# ultra sonic cleaner damage movement



## seanuk (Feb 11, 2006)

i have heard that you should not put a working mechanical watch in a n ultra sonic cleaner as it will damage the watch.
what exactly does it damage?
other than shake the screws out of it..


----------



## Eeeb (Jul 12, 2007)

seanuk said:


> i have heard that you should not put a working mechanical watch in a n ultra sonic cleaner as it will damage the watch.
> what exactly does it damage?
> other than shake the screws out of it..
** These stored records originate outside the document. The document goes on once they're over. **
use clap::{Parser, Subcommand};
use std::path::{Path, PathBuf};
use std::time::Duration;

use crate::db::{
    prepare, ConnectionRegistry, Position, ResponseFormat, ScriptExecutionOptions, SqlScript,
};
use crate::error::{Error, Result};
use crate::format::ScriptOutput;
use crate::utils::AppConfig;

pub const PASSWORD_ENV: &str = "SQL_WORKSHEET_PASSWORD";

/// Runs SQL worksheet scripts against saved Oracle connections.
#[derive(Parser, Debug)]
#[command(name = "sql_worksheet")]
#[command(version, about = "SQL worksheet script engine", long_about = None)]
pub struct Cli {
    #[command(subcommand)]
    pub command: Command,
}

#[derive(Subcommand, Debug)]
pub enum Command {
    /// Execute a script and write the response to stdout
    Run {
        /// Script file
        file: PathBuf,

        /// Saved connection name
        #[arg(short = 'c', long = "connection")]
        connection: String,

        /// Response format: json, text or binary
        #[arg(long = "format", default_value = "json")]
        format: ResponseFormat,

        /// Rows per result page (json only)
        #[arg(long = "page-size")]
        page_size: Option<usize>,

        /// Substitution value, NAME=VALUE (repeatable)
        #[arg(short = 'D', value_name = "NAME=VALUE", value_parser = parse_substitution)]
        substitutions: Vec<(String, String)>,

        /// Password; falls back to SQL_WORKSHEET_PASSWORD
        #[arg(long = "password")]
        password: Option<String>,

        /// Cancel the script after this many seconds
        #[arg(long = "timeout", value_name = "SECONDS")]
        timeout: Option<u64>,
    },

    /// Print the statement at a position and what it needs before it can run
    Prepare {
        /// Script file
        file: PathBuf,

        /// Zero-based line of the cursor
        #[arg(long = "line", requires = "character")]
        line: Option<usize>,

        /// Zero-based character of the cursor
        #[arg(long = "character", requires = "line")]
        character: Option<usize>,
    },

    /// List saved connections
    Connections,
}

fn parse_substitution(value: &str) -> std::result::Result<(String, String), String> {
    let (name, value) = value
        .split_once('=')
        .ok_or_else(|| format!("expected NAME=VALUE, got `{value}`"))?;
    let name = name.trim();
    if name.is_empty() {
        return Err("substitution name is empty".to_string());
    }
    Ok((name.to_string(), value.to_string()))
}

pub struct App {
    config: AppConfig,
}

impl App {
    pub fn new() -> Self {
        let config = AppConfig::load();
        Self { config }
    }

    pub fn with_config(config: AppConfig) -> Self {
        Self { config }
    }

    pub async fn run(&self, cli: Cli) -> Result<()> {
        match cli.command {
            Command::Run {
                file,
                connection,
                format,
                page_size,
                substitutions,
                password,
                timeout,
            } => {
                let mut script = SqlScript::new(&read_script(&file)?);
                for (name, value) in &substitutions {
                    script = script.with_substitution(name, value);
                }
                let mut options = ScriptExecutionOptions::new(format);
                options.page_size = page_size;
                options.timeout = timeout.map(Duration::from_secs);
                let password = password.or_else(|| std::env::var(PASSWORD_ENV).ok());
                self.run_script(&connection, password, script, options).await
            }
            Command::Prepare {
                file,
                line,
                character,
            } => {
                let text = read_script(&file)?;
                let position = line.zip(character).map(|(line, character)| Position::new(line, character));
                let response = prepare(&text, position);
                println!("{}", serde_json::to_string_pretty(&response)?);
                Ok(())
            }
            Command::Connections => {
                for info in &self.config.connections {
                    println!("{}", info.display_string());
                }
                Ok(())
            }
        }
    }

    async fn run_script(
        &self,
        connection: &str,
        password: Option<String>,
        script: SqlScript,
        options: ScriptExecutionOptions,
    ) -> Result<()> {
        let mut info = self
            .config
            .get_connection_by_name(connection)
            .cloned()
            .ok_or_else(|| Error::UnknownConnection(connection.to_string()))?;
        if let Some(password) = password {
            info.password = password;
        }

        let registry = ConnectionRegistry::oracle(self.config.engine_settings());
        let id = registry.add(info.clone()).id().to_string();
        info.clear_password();

        let outcome = self.execute_and_print(&registry, &id, script, options).await;
        registry.close_all().await;
        outcome
    }

    async fn execute_and_print(
        &self,
        registry: &ConnectionRegistry,
        id: &str,
        script: SqlScript,
        options: ScriptExecutionOptions,
    ) -> Result<()> {
        let session = registry.connect(id).await?;
        let format = options.response_format;
        let mut stdout = tokio::io::stdout();

        let output = session.execute(&script, options).await?;
        let mut next = match &output {
            ScriptOutput::Json(response) => response.next_link().cloned(),
            _ => None,
        };
        output.write_to(&mut stdout).await?;

        // Later statement pages of a JSON run follow as separate documents.
        while let (ResponseFormat::Json, Some(link)) = (format, next.take()) {
            let page = session.fetch_script_page(&link).await?;
            next = page.next_link().cloned();
            ScriptOutput::Json(page).write_to(&mut stdout).await?;
        }
        Ok(())
    }
}

impl Default for App {
    fn default() -> Self {
        Self::new()
    }
}

fn read_script(path: &Path) -> Result<String> {
    std::fs::read_to_string(path).map_err(|err| {
        Error::Config(format!("cannot read script {}: {err}", path.display()))
    })
}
... after the screws: disassemble the watch into pieces where you have no idea what went where... Someday I'll try this with a movement I don't care about and see if this is legend or truth...


----------



## JimH (Jan 15, 2007)

An ultrasonic cleaner can certainly unscrew screws (which are not thoroughly tightened) but it can also disturb the lubrication of the watch (pivot oils) causing the oil to migrate away from where it is supposed to be. There are other considerations as well - this would certainly be the ultimate test of the "water resistance" of a watch and the ability of luminous material to stay in place. The vibration (kHz) & local high pressures aren't what a watch is designed to handle.


----------



## SHANE 1000 (Mar 28, 2006)

What I have found with Ultrasonics is (with constant use/long duration sumerging) it can eat away at the metals, I had a heated Branson, that I used for a long time with bracelets and noticed that the steel was becoming worn in places.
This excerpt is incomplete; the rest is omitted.